Center analysts revised downward their two-week forecast, according to which the default was expected from mid-December to mid-February. They predict that “X-day” is likely to come before the New Year: by December 15, the Ministry of Finance must allocate $ 115 billion to the federal Road Trust Fund, on the same day the deadline for payment of corporate taxes ends. If the revenues to the treasury are not high enough, this could bring the default closer, since other large budget spending is expected in the coming days, analysts say. The Congressional Budget Office this week predicted that if the fund disbursements are made, the government could run out of money before the end of the month. The department proposed to postpone it in whole or in part – this could give the government a delay of several weeks.

“I cannot stress enough how important it is for Congress to consider this issue (raising the national debt threshold. – Ed.), – said the head of the US Treasury Janet Yellen during her speech in the US Senate. “America must pay bills on time and in full.” She added that otherwise, the recovery of the national economy from the pandemic would be undermined.

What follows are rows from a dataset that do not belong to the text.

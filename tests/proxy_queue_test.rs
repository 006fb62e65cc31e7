//! 整合測試 - Proxy 佇列（假產生器）

mod common;

use std::sync::Arc;
use std::sync::atomic::{AtomicBool, Ordering};
use std::thread;
use std::time::Duration;

use chrono::Utc;
use common::FakeGenerator;
use tempfile::TempDir;
use video_catalog_indexer::Library;
use video_catalog_indexer::component::ProxyQueue;
use video_catalog_indexer::store::{JobStatus, ProxyJob, VideoRecord};

fn library_with(names: &[&str]) -> (TempDir, Arc<Library>, Vec<String>) {
    let temp_dir = TempDir::new().unwrap();
    let library = Library::open(temp_dir.path()).unwrap();
    let ids = names
        .iter()
        .map(|name| {
            let video = VideoRecord::new(&library.root().join(name), 100, 60.0, Utc::now());
            library.store().upsert_video(&video).unwrap();
            video.id
        })
        .collect();
    (temp_dir, Arc::new(library), ids)
}

fn status_of(library: &Library, job: &ProxyJob) -> JobStatus {
    library.store().get_job(&job.id).unwrap().unwrap().status
}

/// 測試 1: 先進先出，失敗的工作不會擋住後面的工作
#[test]
fn test_fifo_order_and_failure_isolation() {
    let (_dir, library, ids) = library_with(&["one.mp4", "two_fail.mp4", "three.mp4"]);
    let generator = Arc::new(FakeGenerator::default());
    let queue = ProxyQueue::new(Arc::clone(&library), generator.clone());

    let jobs: Vec<ProxyJob> = ids.iter().map(|id| queue.push(id).unwrap()).collect();
    assert_eq!(queue.run_until_empty().unwrap(), 3);

    assert_eq!(generator.proxy_order(), ["one.mp4", "two_fail.mp4", "three.mp4"]);
    assert_eq!(status_of(&library, &jobs[0]), JobStatus::Complete);
    assert_eq!(status_of(&library, &jobs[1]), JobStatus::Error);
    assert_eq!(status_of(&library, &jobs[2]), JobStatus::Complete);

    let failed = library.store().get_job(&jobs[1].id).unwrap().unwrap();
    assert!(failed.error.unwrap().contains("simulated failure"));

    // 失敗的影片素材狀態不變
    let video = library.store().get_video(&ids[1]).unwrap().unwrap();
    assert!(!video.has_proxy && video.proxy_path.is_none());

    let done = library.store().get_video(&ids[0]).unwrap().unwrap();
    assert!(done.has_thumbnail && done.has_sprite && done.has_proxy);
    assert_eq!(
        done.proxy_path,
        Some(library.layout().proxy_path(&ids[0]))
    );

    println!("✓ 佇列順序與失敗隔離測試通過");
}

/// 測試 2: 進度只會遞增（加權：縮圖 5%、sprite 15%、proxy 80%）
#[test]
fn test_progress_is_monotonic() {
    let (_dir, library, ids) = library_with(&["stalls_fail.mp4"]);
    let queue = ProxyQueue::new(Arc::clone(&library), Arc::new(FakeGenerator::default()));

    let job = queue.push(&ids[0]).unwrap();
    queue.run_until_empty().unwrap();

    // 5 + 15 + 0.6 * 80，之後回報的 0.2、0.4 不會降低進度
    let stored = library.store().get_job(&job.id).unwrap().unwrap();
    assert_eq!(stored.status, JobStatus::Error);
    assert_eq!(stored.progress, 68);
}

/// 測試 3: 同時 enqueue 也只會有一個工作迴圈
#[test]
fn test_single_worker_under_concurrent_enqueue() {
    let names: Vec<String> = (0..8).map(|i| format!("clip_{i}.mp4")).collect();
    let name_refs: Vec<&str> = names.iter().map(String::as_str).collect();
    let (_dir, library, ids) = library_with(&name_refs);

    let generator = Arc::new(FakeGenerator::with_proxy_delay(Duration::from_millis(10)));
    let queue = ProxyQueue::new(Arc::clone(&library), generator.clone());

    let handles: Vec<_> = thread::scope(|scope| {
        let spawned: Vec<_> = ids
            .iter()
            .map(|id| {
                let queue = &queue;
                scope.spawn(move || queue.enqueue(id).unwrap())
            })
            .collect();
        spawned
            .into_iter()
            .filter_map(|h| h.join().unwrap().1)
            .collect()
    });

    assert!(!handles.is_empty());
    for handle in handles {
        handle.join().unwrap();
    }

    assert_eq!(generator.proxy_peak.load(Ordering::SeqCst), 1);
    assert!(!library.is_queue_running());
    let complete = library.store().jobs_with_status(JobStatus::Complete).unwrap();
    assert_eq!(complete.len(), 8);
}

/// 測試 4: 重複 enqueue 同一影片會回傳既有工作
#[test]
fn test_enqueue_dedupes_active_job() {
    let (_dir, library, ids) = library_with(&["a.mp4"]);
    let queue = ProxyQueue::new(Arc::clone(&library), Arc::new(FakeGenerator::default()));

    let first = queue.push(&ids[0]).unwrap();
    let second = queue.push(&ids[0]).unwrap();
    assert_eq!(first.id, second.id);
    assert_eq!(library.store().list_jobs().unwrap().len(), 1);
}

/// 測試 5: 卡住的 processing 工作可手動重新排入
#[test]
fn test_requeue_stuck_job() {
    let (_dir, library, ids) = library_with(&["a.mp4"]);
    let queue = ProxyQueue::new(Arc::clone(&library), Arc::new(FakeGenerator::default()));

    let job = queue.push(&ids[0]).unwrap();
    // 模擬程式在處理中途結束
    let claimed = library.store().claim_next_job().unwrap().unwrap();
    assert_eq!(claimed.id, job.id);
    assert_eq!(queue.run_until_empty().unwrap(), 0);
    assert_eq!(status_of(&library, &job), JobStatus::Processing);

    assert!(library.store().requeue_job(&job.id).unwrap());
    assert_eq!(queue.run_until_empty().unwrap(), 1);
    assert_eq!(status_of(&library, &job), JobStatus::Complete);
}

/// 測試 6: 收到中斷信號後不再取出新工作
#[test]
fn test_shutdown_stops_claiming() {
    let (_dir, library, ids) = library_with(&["a.mp4", "b.mp4"]);
    let shutdown = Arc::new(AtomicBool::new(true));
    let queue = ProxyQueue::new(Arc::clone(&library), Arc::new(FakeGenerator::default()))
        .with_shutdown_signal(shutdown);

    for id in &ids {
        queue.push(id).unwrap();
    }
    assert_eq!(queue.run_until_empty().unwrap(), 0);
    assert_eq!(
        library.store().jobs_with_status(JobStatus::Queued).unwrap().len(),
        2
    );
}
//! Error types for the Circle client

use reqwest::StatusCode;
use thiserror::Error;

/// Main error type for the Circle client
#[derive(Error, Debug)]
pub enum CircleError {
    #[error("Missing credentials: {0}")]
    MissingCredentials(String),

    #[error("Authentication failed: {status} - {body}")]
    Authentication { status: StatusCode, body: String },

    #[error("Cached session has expired")]
    SessionExpired,

    #[error("Cached session is invalid: {0}")]
    SessionInvalid(String),

    #[error("Session cache error: {0}")]
    SessionCache(String),

    #[error("Not found: {url} ({status})")]
    NotFound { url: String, status: StatusCode },

    #[error("Unexpected status from {url}: {status} - {body}")]
    Status {
        url: String,
        status: StatusCode,
        body: String,
    },

    #[error("Request to {url} failed: {source}")]
    Transport {
        url: String,
        #[source]
        source: reqwest::Error,
    },

    #[error("Failed to decode response from {url}: {source}")]
    Decode {
        url: String,
        #[source]
        source: serde_json::Error,
    },

    #[error("Invalid activity id {0:?}")]
    InvalidActivityId(String),

    #[error("Accessory {0} has no node ID")]
    MissingNodeId(String),

    #[error("Invalid URL: {0}")]
    InvalidUrl(#[from] url::ParseError),

    #[error("IO error: {0}")]
    Io(#[from] std::io::Error),

    #[error("JSON error: {0}")]
    Json(#[from] serde_json::Error),

    #[error("Configuration error: {0}")]
    Config(String),
}

impl CircleError {
    /// Wrap a reqwest failure with the URL it was issued against
    pub fn transport(url: impl Into<String>, source: reqwest::Error) -> Self {
        CircleError::Transport {
            url: url.into(),
            source,
        }
    }

    /// Wrap a JSON decoding failure with the URL the payload came from
    pub fn decode(url: impl Into<String>, source: serde_json::Error) -> Self {
        CircleError::Decode {
            url: url.into(),
            source,
        }
    }
}

pub type Result<T> = std::result::Result<T, CircleError>;
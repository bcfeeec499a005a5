//! Authenticated session

use chrono::{DateTime, Utc};
use circle_api::models::CachedSession;
use secrecy::{ExposeSecret, SecretString};

/// Name of the cookie carrying the session credential
pub const SESSION_COOKIE: &str = "prod_session";

/// How a session authenticates its requests
#[derive(Debug)]
pub enum Credential {
    /// Value of the `prod_session` cookie obtained from a login
    Cookie(SecretString),

    /// Pre-issued token sent verbatim in the `authorization` header
    Bearer(SecretString),
}

/// One authenticated identity for the Circle API
#[derive(Debug)]
pub struct Session {
    credential: Credential,
    expiry: Option<DateTime<Utc>>,
}

impl Session {
    /// Create a cookie session from a login response
    pub fn from_cookie(value: impl Into<String>, expiry: Option<DateTime<Utc>>) -> Self {
        Self {
            credential: Credential::Cookie(SecretString::from(value.into())),
            expiry,
        }
    }

    /// Create a session from a pre-issued token. It never expires.
    pub fn bearer(token: SecretString) -> Self {
        Self {
            credential: Credential::Bearer(token),
            expiry: None,
        }
    }

    /// Get the credential
    pub fn credential(&self) -> &Credential {
        &self.credential
    }

    /// Get the expiry, if tracked
    pub fn expiry(&self) -> Option<DateTime<Utc>> {
        self.expiry
    }

    /// Whether the session can no longer be used at `now`
    pub fn is_expired_at(&self, now: DateTime<Utc>) -> bool {
        matches!(self.expiry, Some(expiry) if expiry <= now)
    }

    /// Whether this is a bearer-token session
    pub fn is_bearer(&self) -> bool {
        matches!(self.credential, Credential::Bearer(_))
    }

    /// Cache payload for this session. Bearer sessions are never cached.
    pub fn to_cached(&self) -> Option<CachedSession> {
        match &self.credential {
            Credential::Cookie(value) => Some(CachedSession {
                credential: value.expose_secret().to_string(),
                expiry: self.expiry,
            }),
            Credential::Bearer(_) => None,
        }
    }

    /// Rebuild a cookie session from a cache payload
    pub fn from_cached(cached: CachedSession) -> Self {
        Self::from_cookie(cached.credential, cached.expiry)
    }
}
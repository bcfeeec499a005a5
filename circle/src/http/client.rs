//! HTTP client implementation

use futures::StreamExt;
use reqwest::{header, Client, RequestBuilder, Response};
use secrecy::ExposeSecret;
use serde::{de::DeserializeOwned, Serialize};
use tokio::io::{AsyncWrite, AsyncWriteExt};
use tracing::{debug, error};
use url::Url;

use crate::app::options::ClientOptions;
use crate::authn::session::{Credential, Session, SESSION_COOKIE};
use crate::errors::{CircleError, Result};

const ACCEPT: &str = "application/json, text/plain, */*";

/// HTTP client for the Circle API
///
/// Every request carries the headers the Circle web app sends. Non-2xx
/// responses are handed back to the caller, who decides what the status
/// means for the resource it asked for.
pub struct HttpClient {
    client: Client,
    base_url: Url,
    origin: String,
    node_scheme: String,
}

impl HttpClient {
    /// Create a new HTTP client
    pub fn new(options: &ClientOptions) -> Result<Self> {
        let client = Client::builder()
            .timeout(options.timeout)
            .build()
            .map_err(|e| CircleError::Config(format!("Failed to build HTTP client: {}", e)))?;

        let base_url = Url::parse(&options.base_url)?;
        if base_url.cannot_be_a_base() {
            return Err(CircleError::Config(format!(
                "Base URL cannot carry a path: {}",
                options.base_url
            )));
        }

        Ok(Self {
            client,
            base_url,
            origin: options.origin.clone(),
            node_scheme: options.node_scheme.clone(),
        })
    }

    /// Build `{base}/api/{segments...}`, escaping each segment
    pub fn api_url(&self, segments: &[&str]) -> Result<Url> {
        let mut url = self.base_url.clone();
        push_segments(&mut url, std::iter::once("api").chain(segments.iter().copied()))?;
        Ok(url)
    }

    /// Build `{scheme}://{node}/api/{segments...}` for an accessory node
    pub fn node_url(&self, node_id: &str, segments: &[&str]) -> Result<Url> {
        let mut url = Url::parse(&format!("{}://{}/", self.node_scheme, node_id))?;
        push_segments(&mut url, std::iter::once("api").chain(segments.iter().copied()))?;
        Ok(url)
    }

    fn with_headers(&self, request: RequestBuilder, session: Option<&Session>) -> RequestBuilder {
        let request = request
            .header(header::ACCEPT, ACCEPT)
            .header(header::ORIGIN, &self.origin);

        match session.map(Session::credential) {
            Some(Credential::Cookie(value)) => request.header(
                header::COOKIE,
                format!("{}={}", SESSION_COOKIE, value.expose_secret()),
            ),
            Some(Credential::Bearer(token)) => {
                request.header(header::AUTHORIZATION, token.expose_secret())
            }
            None => request,
        }
    }

    /// Make an authenticated GET request
    pub async fn get(&self, session: &Session, url: &Url) -> Result<Response> {
        let request = self.with_headers(self.client.get(url.clone()), Some(session));
        send("GET", url, request).await
    }

    /// Make an authenticated POST request with a JSON body
    pub async fn post<B: Serialize + ?Sized>(
        &self,
        session: &Session,
        url: &Url,
        body: &B,
    ) -> Result<Response> {
        let request = self
            .with_headers(self.client.post(url.clone()), Some(session))
            .json(body);
        send("POST", url, request).await
    }

    /// Make an unauthenticated POST request with a JSON body
    pub async fn post_anonymous<B: Serialize + ?Sized>(
        &self,
        url: &Url,
        body: &B,
    ) -> Result<Response> {
        let request = self.with_headers(self.client.post(url.clone()), None).json(body);
        send("POST", url, request).await
    }
}

async fn send(method: &str, url: &Url, request: RequestBuilder) -> Result<Response> {
    match request.send().await {
        Ok(response) => {
            debug!("{} {} -> {}", method, url, response.status());
            Ok(response)
        }
        Err(e) => {
            debug!("{} {} -> {}", method, url, e);
            Err(CircleError::transport(url.as_str(), e))
        }
    }
}

fn push_segments<'a>(url: &mut Url, segments: impl Iterator<Item = &'a str>) -> Result<()> {
    let display = url.to_string();
    url.path_segments_mut()
        .map_err(|_| CircleError::Config(format!("URL cannot carry a path: {}", display)))?
        .pop_if_empty()
        .extend(segments);
    Ok(())
}

/// Fail with [`CircleError::Status`] unless the response is 2xx
pub async fn ensure_success(url: &Url, response: Response) -> Result<Response> {
    if response.status().is_success() {
        return Ok(response);
    }

    let status = response.status();
    let body = response.text().await.unwrap_or_default();
    error!("HTTP request to {} failed: {} - {}", url, status, body);
    Err(CircleError::Status {
        url: url.to_string(),
        status,
        body,
    })
}

/// Read the whole body and decode it as JSON
pub async fn decode_json<T: DeserializeOwned>(url: &Url, response: Response) -> Result<T> {
    let bytes = response
        .bytes()
        .await
        .map_err(|e| CircleError::transport(url.as_str(), e))?;
    serde_json::from_slice(&bytes).map_err(|e| CircleError::decode(url.as_str(), e))
}

/// Stream a response body into `writer`, returning the number of bytes copied
pub async fn copy_body<W>(response: Response, writer: &mut W) -> Result<u64>
where
    W: AsyncWrite + Unpin,
{
    let url = response.url().to_string();
    let mut stream = response.bytes_stream();
    let mut copied = 0u64;

    while let Some(chunk) = stream.next().await {
        let chunk = chunk.map_err(|e| CircleError::transport(url.as_str(), e))?;
        writer.write_all(&chunk).await?;
        copied += chunk.len() as u64;
    }
    writer.flush().await?;

    Ok(copied)
}
//! Circle client library
//!
//! Session handling, accessory lookups and range-based activity listing for
//! the Logitech Circle camera service.

pub mod app;
pub mod authn;
pub mod cli;
pub mod errors;
pub mod http;
pub mod logs;
pub mod models;
pub mod storage;
pub mod sync;
pub mod utils;

pub use authn::session::Session;
pub use authn::session_mngr::{Credentials, SessionManager};
pub use errors::{CircleError, Result};
pub use http::client::HttpClient;
pub use sync::paginator::ActivityPaginator;
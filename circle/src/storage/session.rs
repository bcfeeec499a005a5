//! Session cache persistence

use std::path::{Path, PathBuf};

use async_trait::async_trait;
use circle_api::models::CachedSession;
use tokio::fs;
use tokio::io::AsyncWriteExt;
use tracing::debug;

use crate::authn::session::Session;
use crate::errors::{CircleError, Result};

/// Somewhere a session can be kept between runs
///
/// Access is assumed to come from a single process at a time; nothing here
/// locks against another process writing the same store.
#[async_trait]
pub trait SessionStore: Send + Sync {
    /// Load the stored session
    async fn load(&self) -> Result<Session>;

    /// Store a session, replacing any previous one
    async fn save(&self, session: &Session) -> Result<()>;
}

/// Session store backed by a JSON file
#[derive(Debug, Clone)]
pub struct FileSessionStore {
    path: PathBuf,
}

impl FileSessionStore {
    /// Create a store at `path`
    pub fn new(path: impl Into<PathBuf>) -> Self {
        Self { path: path.into() }
    }

    /// Get the cache file path
    pub fn path(&self) -> &Path {
        &self.path
    }

    fn cache_error(&self, action: &str, err: impl std::fmt::Display) -> CircleError {
        CircleError::SessionCache(format!(
            "Failed to {} {}: {}",
            action,
            self.path.display(),
            err
        ))
    }
}

#[async_trait]
impl SessionStore for FileSessionStore {
    async fn load(&self) -> Result<Session> {
        let contents = match fs::read_to_string(&self.path).await {
            Ok(contents) => contents,
            Err(e) if e.kind() == std::io::ErrorKind::NotFound => {
                return Err(CircleError::SessionInvalid(format!(
                    "no session cached at {}",
                    self.path.display()
                )));
            }
            Err(e) => return Err(self.cache_error("read", e)),
        };

        let cached: CachedSession = serde_json::from_str(&contents).map_err(|e| {
            CircleError::SessionInvalid(format!(
                "malformed session cache {}: {}",
                self.path.display(),
                e
            ))
        })?;

        if cached.credential.is_empty() {
            return Err(CircleError::SessionInvalid(format!(
                "session cache {} holds an empty credential",
                self.path.display()
            )));
        }

        debug!("Loaded cached session from {}", self.path.display());
        Ok(Session::from_cached(cached))
    }

    async fn save(&self, session: &Session) -> Result<()> {
        let Some(cached) = session.to_cached() else {
            debug!("Not caching a token session");
            return Ok(());
        };

        let contents = serde_json::to_vec_pretty(&cached)?;

        if let Some(parent) = self.path.parent() {
            if !parent.as_os_str().is_empty() {
                fs::create_dir_all(parent)
                    .await
                    .map_err(|e| self.cache_error("create directory for", e))?;
            }
        }

        // Write a sibling temp file, then rename over the cache
        let temp_path = self.path.with_extension("tmp");
        let mut file = fs::File::create(&temp_path)
            .await
            .map_err(|e| self.cache_error("create", e))?;
        file.write_all(&contents)
            .await
            .map_err(|e| self.cache_error("write", e))?;
        file.sync_all()
            .await
            .map_err(|e| self.cache_error("sync", e))?;
        drop(file);

        #[cfg(unix)]
        {
            use std::os::unix::fs::PermissionsExt;
            fs::set_permissions(&temp_path, std::fs::Permissions::from_mode(0o600))
                .await
                .map_err(|e| self.cache_error("restrict permissions of", e))?;
        }

        fs::rename(&temp_path, &self.path)
            .await
            .map_err(|e| self.cache_error("replace", e))?;

        debug!("Saved session to {}", self.path.display());
        Ok(())
    }
}

#[cfg(test)]
mod tests {
    use super::*;
    use chrono::{Duration, Utc};
    use secrecy::SecretString;

    #[tokio::test]
    async fn test_save_then_load() {
        let dir = tempfile::tempdir().unwrap();
        let store = FileSessionStore::new(dir.path().join("nested").join("session.json"));
        let expiry = Utc::now() + Duration::days(7);

        store
            .save(&Session::from_cookie("cookie-value", Some(expiry)))
            .await
            .unwrap();

        let loaded = store.load().await.unwrap();
        let cached = loaded.to_cached().unwrap();
        assert_eq!(cached.credential, "cookie-value");
        assert_eq!(cached.expiry.map(|e| e.timestamp()), Some(expiry.timestamp()));
        assert!(!store.path().with_extension("tmp").exists());
    }

    #[tokio::test]
    async fn test_missing_file_is_invalid() {
        let dir = tempfile::tempdir().unwrap();
        let store = FileSessionStore::new(dir.path().join("absent.json"));
        assert!(matches!(
            store.load().await,
            Err(CircleError::SessionInvalid(_))
        ));
    }

    #[tokio::test]
    async fn test_malformed_file_is_invalid() {
        let dir = tempfile::tempdir().unwrap();
        let path = dir.path().join("session.json");
        std::fs::write(&path, "{not json").unwrap();

        let store = FileSessionStore::new(&path);
        assert!(matches!(
            store.load().await,
            Err(CircleError::SessionInvalid(_))
        ));
    }

    #[tokio::test]
    async fn test_token_session_not_written() {
        let dir = tempfile::tempdir().unwrap();
        let store = FileSessionStore::new(dir.path().join("session.json"));

        store
            .save(&Session::bearer(SecretString::from("token".to_string())))
            .await
            .unwrap();
        assert!(!store.path().exists());
    }

    #[cfg(unix)]
    #[tokio::test]
    async fn test_cache_file_is_owner_only() {
        use std::os::unix::fs::PermissionsExt;

        let dir = tempfile::tempdir().unwrap();
        let store = FileSessionStore::new(dir.path().join("session.json"));
        store
            .save(&Session::from_cookie("v", Some(Utc::now())))
            .await
            .unwrap();

        let mode = std::fs::metadata(store.path()).unwrap().permissions().mode();
        assert_eq!(mode & 0o777, 0o600);
    }
}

The United States was able to prevent a default on the national debt in October – then the Senate approved a temporary increase in the government debt ceiling by $ 480 billion, to $ 28.9 trillion, until December 3. Yellen later called on lawmakers to approve or suspend a further increase in the limit, since after December 15, there may be a shortage of funds necessary to finance the work of the government.

Prior to that, the ceiling of the national debt was frozen until July 31. Since lawmakers did not have time to raise it, the Ministry of Finance from August 1 began to take temporary “emergency measures” so as not to exceed the established limit – it suspended investments in the fund for the payment of old-age and disability pensions, the postal service pensioners’ medical insurance fund and the state investment fund. Later, this regime was extended until December 3.

Over the past 50 years, Congress has raised the government debt ceiling (that is, the maximum amount of bonds that the Treasury can issue) and suspended the limit more than 80 times. To raise this threshold, the approval of 60 senators out of 100 is required. Now the votes in it are equally distributed between both parties, that is, Democratic senators need the support of at least 10 Republicans. The latter previously promised to block any initiative to solve the problem of the national debt, unless President Joe Biden and his party cut government spending or take other measures to reduce debt.

If Congress does not agree on the continuation of government funding, another shutdown may occur in the United States (the termination of government work with the temporary dissolution of civil servants).